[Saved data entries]
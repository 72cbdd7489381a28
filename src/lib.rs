//! Validated, normalized path values and a bidirectional cursor over their components.
//!
//! # Purpose
//! This crate is the string-normalization and traversal core beneath a filesystem abstraction. A
//! [`Path`](fs::path::Path) owns a text buffer which is checked for invalid symbols on
//! construction and never carries trailing separators. The components of a path can then be walked
//! in either direction with a [`Cursor`](fs::path::Cursor), or through the
//! [`Components`](fs::path::Components) iterator, without copying the path.
//!
//! # Method
//! No canonicalization happens against a live filesystem: `.` and `..` are ordinary components and
//! symlinks are never resolved. Both `/` and `\` are accepted as separators when parsing, while
//! joining always inserts the canonical separator (`/`, or `\` with the `backslash-separator`
//! feature).
//!
//! # Error Handling
//! Errors are strongly typed, using enums for static dispatch with small structs that implement
//! [`Error`](std::error::Error). Pure operations (equality, joining, iteration) never fail. The
//! OS-facing queries fold ordinary failures into a classification rather than an error, see
//! [`EntryKind`](fs::EntryKind).
//!
//! # Dependencies
//! The OS-facing parts of the [`fs`] module (attributes, the current directory and directory
//! listing) rely on `libc` for thin syscall wrappers and are gated behind the `fs` feature. Those
//! calls are instrumented with `tracing`, the crate never installs a subscriber itself.
//!
//! This crate also depends on some derive macros because they're helpful and remove the need for
//! some very repetitive programming.

#![warn(clippy::missing_safety_doc)]
#![warn(clippy::undocumented_unsafe_blocks)]
#![warn(clippy::missing_const_for_fn)]
#![warn(clippy::missing_panics_doc)]
#![warn(clippy::unwrap_used)]
#![allow(clippy::module_inception)]

pub mod fs;

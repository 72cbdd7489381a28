use derive_more::{Display, Error, From, IsVariant};

/// Raised when constructing a [`Path`](crate::fs::path::Path) or validating a file name from text
/// that contains a control character or one of the reserved symbols.
#[derive(Debug, Display, Error, Clone, Copy, PartialEq, Eq)]
#[display("invalid symbol {symbol:?} at byte {index} of path")]
pub struct InvalidArgumentError {
    pub symbol: char,
    pub index: usize,
}

#[derive(Debug, Display, Error, Clone, Copy, PartialEq, Eq)]
#[display("operation not implemented")]
pub struct NotImplementedError;

#[derive(Debug, Display, Error, Clone, Copy, PartialEq, Eq)]
#[display("unexpected OS error with code: {_0}")]
pub struct IoError(#[error(not(source))] pub i32);

#[derive(Debug, Display, Error, Clone, Copy, PartialEq, Eq)]
#[display("path is not valid unicode")]
pub struct NonUnicodeError;

#[derive(Debug, Display, From, Error, Clone, Copy, PartialEq, Eq, IsVariant)]
pub enum CurrentDirError {
    Io(IoError),
    NonUnicode(NonUnicodeError),
}

/// Any error produced by this crate, for callers that want to use `?` across operations.
#[derive(Debug, Display, From, Error, Clone, Copy, PartialEq, Eq, IsVariant)]
pub enum PathError {
    InvalidArgument(InvalidArgumentError),
    NotImplemented(NotImplementedError),
    Io(IoError),
    NonUnicode(NonUnicodeError),
}

impl From<CurrentDirError> for PathError {
    fn from(value: CurrentDirError) -> Self {
        match value {
            CurrentDirError::Io(e) => e.into(),
            CurrentDirError::NonUnicode(e) => e.into(),
        }
    }
}
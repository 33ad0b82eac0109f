use crate::addresses::{VirtualAddress, VirtualPage};
use crate::page::PageType;

/// Errors raised by the paging subsystem.
#[derive(Debug, thiserror::Error)]
pub enum VmError {
    /// The per-type initializer could not install the final page state.
    #[error("failed to prepare {0} page")]
    PreparationFailure(PageType),
    /// The deferred content loader could not populate the page.
    #[error("failed to load page content: {0}")]
    ContentLoadFailure(#[from] LoadError),
    /// The page has already left the placeholder state.
    #[error("page {0} is already initialized")]
    AlreadyInitialized(VirtualPage),
    /// An earlier transmutation of this page failed; it can only be destroyed.
    #[error("page {0} failed to initialize earlier")]
    Poisoned(VirtualPage),
    #[error("page {0} already has a frame")]
    AlreadyResident(VirtualPage),
    #[error("page {0} has no frame")]
    NotResident(VirtualPage),
    #[error("page {0} is already mapped")]
    AlreadyMapped(VirtualPage),
    #[error("no page registered at {0}")]
    NotMapped(VirtualAddress),
    #[error("out of physical frames")]
    OutOfFrames,
    #[error("protection violation at {0}")]
    ProtectionViolation(VirtualAddress),
    /// The page's current variant does not provide this operation.
    #[error("{op} is not supported on {ty} pages")]
    Unsupported { op: &'static str, ty: PageType },
    #[error("invalid mapping request: {0}")]
    InvalidMapping(&'static str),
}

/// Why deferred content loading failed.
#[derive(Debug, thiserror::Error)]
pub enum LoadError {
    #[error("backing file error: {0}")]
    File(#[from] FileError),
    #[error("short read: wanted {wanted} bytes, got {got}")]
    ShortRead { wanted: usize, got: usize },
    /// The auxiliary payload is not the shape this loader understands.
    #[error("unexpected auxiliary payload: {0}")]
    UnexpectedPayload(&'static str),
    #[error("page has no bound frame")]
    NoFrame,
}

/// Errors reported by a [`BackingFile`](crate::BackingFile).
#[derive(Debug, Clone, Copy, PartialEq, Eq, thiserror::Error)]
pub enum FileError {
    #[error("offset {0:#x} is out of range")]
    OutOfRange(u64),
    #[error("file is read-only")]
    ReadOnly,
    #[error("device error")]
    Device,
}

# EXERCISE INSTRUCTIONS:
Each line that contains the string "Errors" should be copied from the data above.

# WORKED SOLUTION:
//! Errors are strongly typed, using enums for static dispatch with small structs that implement
/// Errors raised by the paging subsystem.
/// Errors reported by a [`BackingFile`](crate::BackingFile).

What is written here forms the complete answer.